» **What is needed**
Retype the material so that each line matches the original exactly.

Material shown Block Start

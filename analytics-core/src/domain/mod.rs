//! Core domain types
//!
//! This module contains the core domain structures used across the analytics services.
//! Pipelines are only stored and shared here; nothing in this workspace executes them.

pub mod permission;
pub mod pipeline;
pub mod statistics;
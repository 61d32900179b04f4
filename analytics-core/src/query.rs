//! List query arguments
//!
//! `ListParams` is the raw query-string form accepted by the HTTP layer.
//! `ListQuery` is its normalized form consumed by the repositories. Conversion
//! between the two never fails: arguments that cannot be honored are dropped.

use regex::{Regex, RegexBuilder};
use serde::{Deserialize, Serialize};
use std::fmt;
use std::str::FromStr;

/// Fields a listing may be ordered by
#[derive(Debug, Clone, Copy, PartialEq, Eq)]
pub enum SortField {
    Name,
    Id,
    CreatedAt,
    UpdatedAt,
}

impl SortField {
    pub fn as_str(self) -> &'static str {
        match self {
            SortField::Name => "name",
            SortField::Id => "id",
            SortField::CreatedAt => "createdAt",
            SortField::UpdatedAt => "updatedAt",
        }
    }
}

impl FromStr for SortField {
    type Err = ();

    fn from_str(s: &str) -> Result<Self, Self::Err> {
        match s {
            "name" => Ok(SortField::Name),
            "id" => Ok(SortField::Id),
            "createdAt" => Ok(SortField::CreatedAt),
            "updatedAt" => Ok(SortField::UpdatedAt),
            _ => Err(()),
        }
    }
}

#[derive(Debug, Clone, Copy, PartialEq, Eq, Default)]
pub enum SortDirection {
    #[default]
    Asc,
    Desc,
}

impl SortDirection {
    pub fn as_str(self) -> &'static str {
        match self {
            SortDirection::Asc => "asc",
            SortDirection::Desc => "desc",
        }
    }
}

/// `field:direction` ordering
#[derive(Debug, Clone, Copy, PartialEq, Eq)]
pub struct Order {
    pub field: SortField,
    pub direction: SortDirection,
}

impl Order {
    pub fn new(field: SortField, direction: SortDirection) -> Self {
        Self { field, direction }
    }

    /// Parses `field:direction`
    ///
    /// Returns `None` when the separator is missing or the field is not
    /// sortable. Any direction other than `desc` sorts ascending.
    pub fn parse(raw: &str) -> Option<Self> {
        let (field, direction) = raw.split_once(':')?;
        let field = field.parse().ok()?;
        let direction = if direction == "desc" {
            SortDirection::Desc
        } else {
            SortDirection::Asc
        };
        Some(Self { field, direction })
    }
}

impl fmt::Display for Order {
    fn fmt(&self, f: &mut fmt::Formatter<'_>) -> fmt::Result {
        write!(f, "{}:{}", self.field.as_str(), self.direction.as_str())
    }
}

/// Raw list arguments as they appear in a query string
#[derive(Debug, Clone, Default, PartialEq, Eq, Serialize, Deserialize)]
pub struct ListParams {
    pub limit: Option<String>,
    pub offset: Option<String>,
    pub order: Option<String>,
    pub search: Option<String>,
}

/// Normalized list arguments
#[derive(Debug, Clone, Default, PartialEq, Eq)]
pub struct ListQuery {
    /// Maximum number of rows returned, `None` for no limit
    pub limit: Option<u64>,
    /// Number of rows skipped
    pub offset: Option<u64>,
    pub order: Option<Order>,
    /// Case-insensitive regular expression matched against the pipeline name
    pub search: Option<String>,
}

impl ListQuery {
    pub fn with_limit(mut self, limit: u64) -> Self {
        self.limit = (limit > 0).then_some(limit);
        self
    }

    pub fn with_offset(mut self, offset: u64) -> Self {
        self.offset = Some(offset);
        self
    }

    pub fn with_order(mut self, order: Order) -> Self {
        self.order = Some(order);
        self
    }

    pub fn with_search(mut self, search: impl Into<String>) -> Self {
        self.search = Some(search.into());
        self
    }

    /// Compiles the search pattern, if any
    pub fn search_regex(&self) -> Result<Option<Regex>, regex::Error> {
        self.search
            .as_deref()
            .map(|pattern| RegexBuilder::new(pattern).case_insensitive(true).build())
            .transpose()
    }

    /// Renders the query back into query-string pairs
    pub fn to_params(&self) -> Vec<(&'static str, String)> {
        let mut params = Vec::new();
        if let Some(limit) = self.limit {
            params.push(("limit", limit.to_string()));
        }
        if let Some(offset) = self.offset {
            params.push(("offset", offset.to_string()));
        }
        if let Some(order) = self.order {
            params.push(("order", order.to_string()));
        }
        if let Some(search) = &self.search {
            params.push(("search", search.clone()));
        }
        params
    }
}

impl From<ListParams> for ListQuery {
    fn from(params: ListParams) -> Self {
        // a zero limit means "unlimited" to document stores
        let limit = params
            .limit
            .and_then(|l| l.trim().parse::<u64>().ok())
            .filter(|l| *l > 0);
        let offset = params.offset.and_then(|o| o.trim().parse::<u64>().ok());
        let order = params.order.as_deref().and_then(Order::parse);
        let search = params.search.filter(|s| !s.is_empty());

        Self {
            limit,
            offset,
            order,
            search,
        }
    }
}
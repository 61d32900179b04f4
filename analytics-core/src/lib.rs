//! Analytics Core
//!
//! Core types and abstractions for the analytics pipeline registry.
//!
//! This crate contains:
//! - Domain types: Pipeline definitions, permission records and statistics
//! - DTOs: Request and response bodies exchanged with the HTTP API
//! - Query: Filtering, paging and ordering arguments for pipeline listings

pub mod domain;
pub mod dto;
pub mod query;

Material shown Block End

» **Finished exercise**
filename analytics-core/src/domain/mod.rs
//! Core domain types
//!
//! This module contains the core domain structures used across the analytics services.
//! Pipelines are only stored and shared here; nothing in this workspace executes them.

pub mod permission;
pub mod pipeline;
pub mod statistics;
repository 61d32900179b04f4
filename analytics-core/src/query.rs
//! List query arguments
//!
//! `ListParams` is the raw query-string form accepted by the HTTP layer.
//! `ListQuery` is its normalized form consumed by the repositories. Conversion
//! between the two never fails: arguments that cannot be honored are dropped.

use regex::{Regex, RegexBuilder};
use serde::{Deserialize, Serialize};
use std::fmt;
use std::str::FromStr;

/// Fields a listing may be ordered by
#[derive(Debug, Clone, Copy, PartialEq, Eq)]
pub enum SortField {
    Name,
    Id,
    CreatedAt,
    UpdatedAt,
}

impl SortField {
    pub fn as_str(self) -> &'static str {
        match self {
            SortField::Name => "name",
            SortField::Id => "id",
            SortField::CreatedAt => "createdAt",
            SortField::UpdatedAt => "updatedAt",
        }
    }
}

impl FromStr for SortField {
    type Err = ();

    fn from_str(s: &str) -> Result<Self, Self::Err> {
        match s {
            "name" => Ok(SortField::Name),
            "id" => Ok(SortField::Id),
            "createdAt" => Ok(SortField::CreatedAt),
            "updatedAt" => Ok(SortField::UpdatedAt),
            _ => Err(()),
        }
    }
}

#[derive(Debug, Clone, Copy, PartialEq, Eq, Default)]
pub enum SortDirection {
    #[default]
    Asc,
    Desc,
}

impl SortDirection {
    pub fn as_str(self) -> &'static str {
        match self {
            SortDirection::Asc => "asc",
            SortDirection::Desc => "desc",
        }
    }
}

/// `field:direction` ordering
#[derive(Debug, Clone, Copy, PartialEq, Eq)]
pub struct Order {
    pub field: SortField,
    pub direction: SortDirection,
}

impl Order {
    pub fn new(field: SortField, direction: SortDirection) -> Self {
        Self { field, direction }
    }

    /// Parses `field:direction`
    ///
    /// Returns `None` when the separator is missing or the field is not
    /// sortable. Any direction other than `desc` sorts ascending.
    pub fn parse(raw: &str) -> Option<Self> {
        let (field, direction) = raw.split_once(':')?;
        let field = field.parse().ok()?;
        let direction = if direction == "desc" {
            SortDirection::Desc
        } else {
            SortDirection::Asc
        };
        Some(Self { field, direction })
    }
}

impl fmt::Display for Order {
    fn fmt(&self, f: &mut fmt::Formatter<'_>) -> fmt::Result {
        write!(f, "{}:{}", self.field.as_str(), self.direction.as_str())
    }
}

/// Raw list arguments as they appear in a query string
#[derive(Debug, Clone, Default, PartialEq, Eq, Serialize, Deserialize)]
pub struct ListParams {
    pub limit: Option<String>,
    pub offset: Option<String>,
    pub order: Option<String>,
    pub search: Option<String>,
}

/// Normalized list arguments
#[derive(Debug, Clone, Default, PartialEq, Eq)]
pub struct ListQuery {
    /// Maximum number of rows returned, `None` for no limit
    pub limit: Option<u64>,
    /// Number of rows skipped
    pub offset: Option<u64>,
    pub order: Option<Order>,
    /// Case-insensitive regular expression matched against the pipeline name
    pub search: Option<String>,
}

impl ListQuery {
    pub fn with_limit(mut self, limit: u64) -> Self {
        self.limit = (limit > 0).then_some(limit);
        self
    }

    pub fn with_offset(mut self, offset: u64) -> Self {
        self.offset = Some(offset);
        self
    }

    pub fn with_order(mut self, order: Order) -> Self {
        self.order = Some(order);
        self
    }

    pub fn with_search(mut self, search: impl Into<String>) -> Self {
        self.search = Some(search.into());
        self
    }

    /// Compiles the search pattern, if any
    pub fn search_regex(&self) -> Result<Option<Regex>, regex::Error> {
        self.search
            .as_deref()
            .map(|pattern| RegexBuilder::new(pattern).case_insensitive(true).build())
            .transpose()
    }

    /// Renders the query back into query-string pairs
    pub fn to_params(&self) -> Vec<(&'static str, String)> {
        let mut params = Vec::new();
        if let Some(limit) = self.limit {
            params.push(("limit", limit.to_string()));
        }
        if let Some(offset) = self.offset {
            params.push(("offset", offset.to_string()));
        }
        if let Some(order) = self.order {
            params.push(("order", order.to_string()));
        }
        if let Some(search) = &self.search {
            params.push(("search", search.clone()));
        }
        params
    }
}

impl From<ListParams> for ListQuery {
    fn from(params: ListParams) -> Self {
        // a zero limit means "unlimited" to document stores
        let limit = params
            .limit
            .and_then(|l| l.trim().parse::<u64>().ok())
            .filter(|l| *l > 0);
        let offset = params.offset.and_then(|o| o.trim().parse::<u64>().ok());
        let order = params.order.as_deref().and_then(Order::parse);
        let search = params.search.filter(|s| !s.is_empty());

        Self {
            limit,
            offset,
            order,
            search,
        }
    }
}
repository 61d32900179b04f4
filename analytics-core/src/lib.rs
//! Analytics Core
//!
//! Core types and abstractions for the analytics pipeline registry.
//!
//! This crate contains:
//! - Domain types: Pipeline definitions, permission records and statistics
//! - DTOs: Request and response bodies exchanged with the HTTP API
//! - Query: Filtering, paging and ordering arguments for pipeline listings

pub mod domain;
pub mod dto;
pub mod query;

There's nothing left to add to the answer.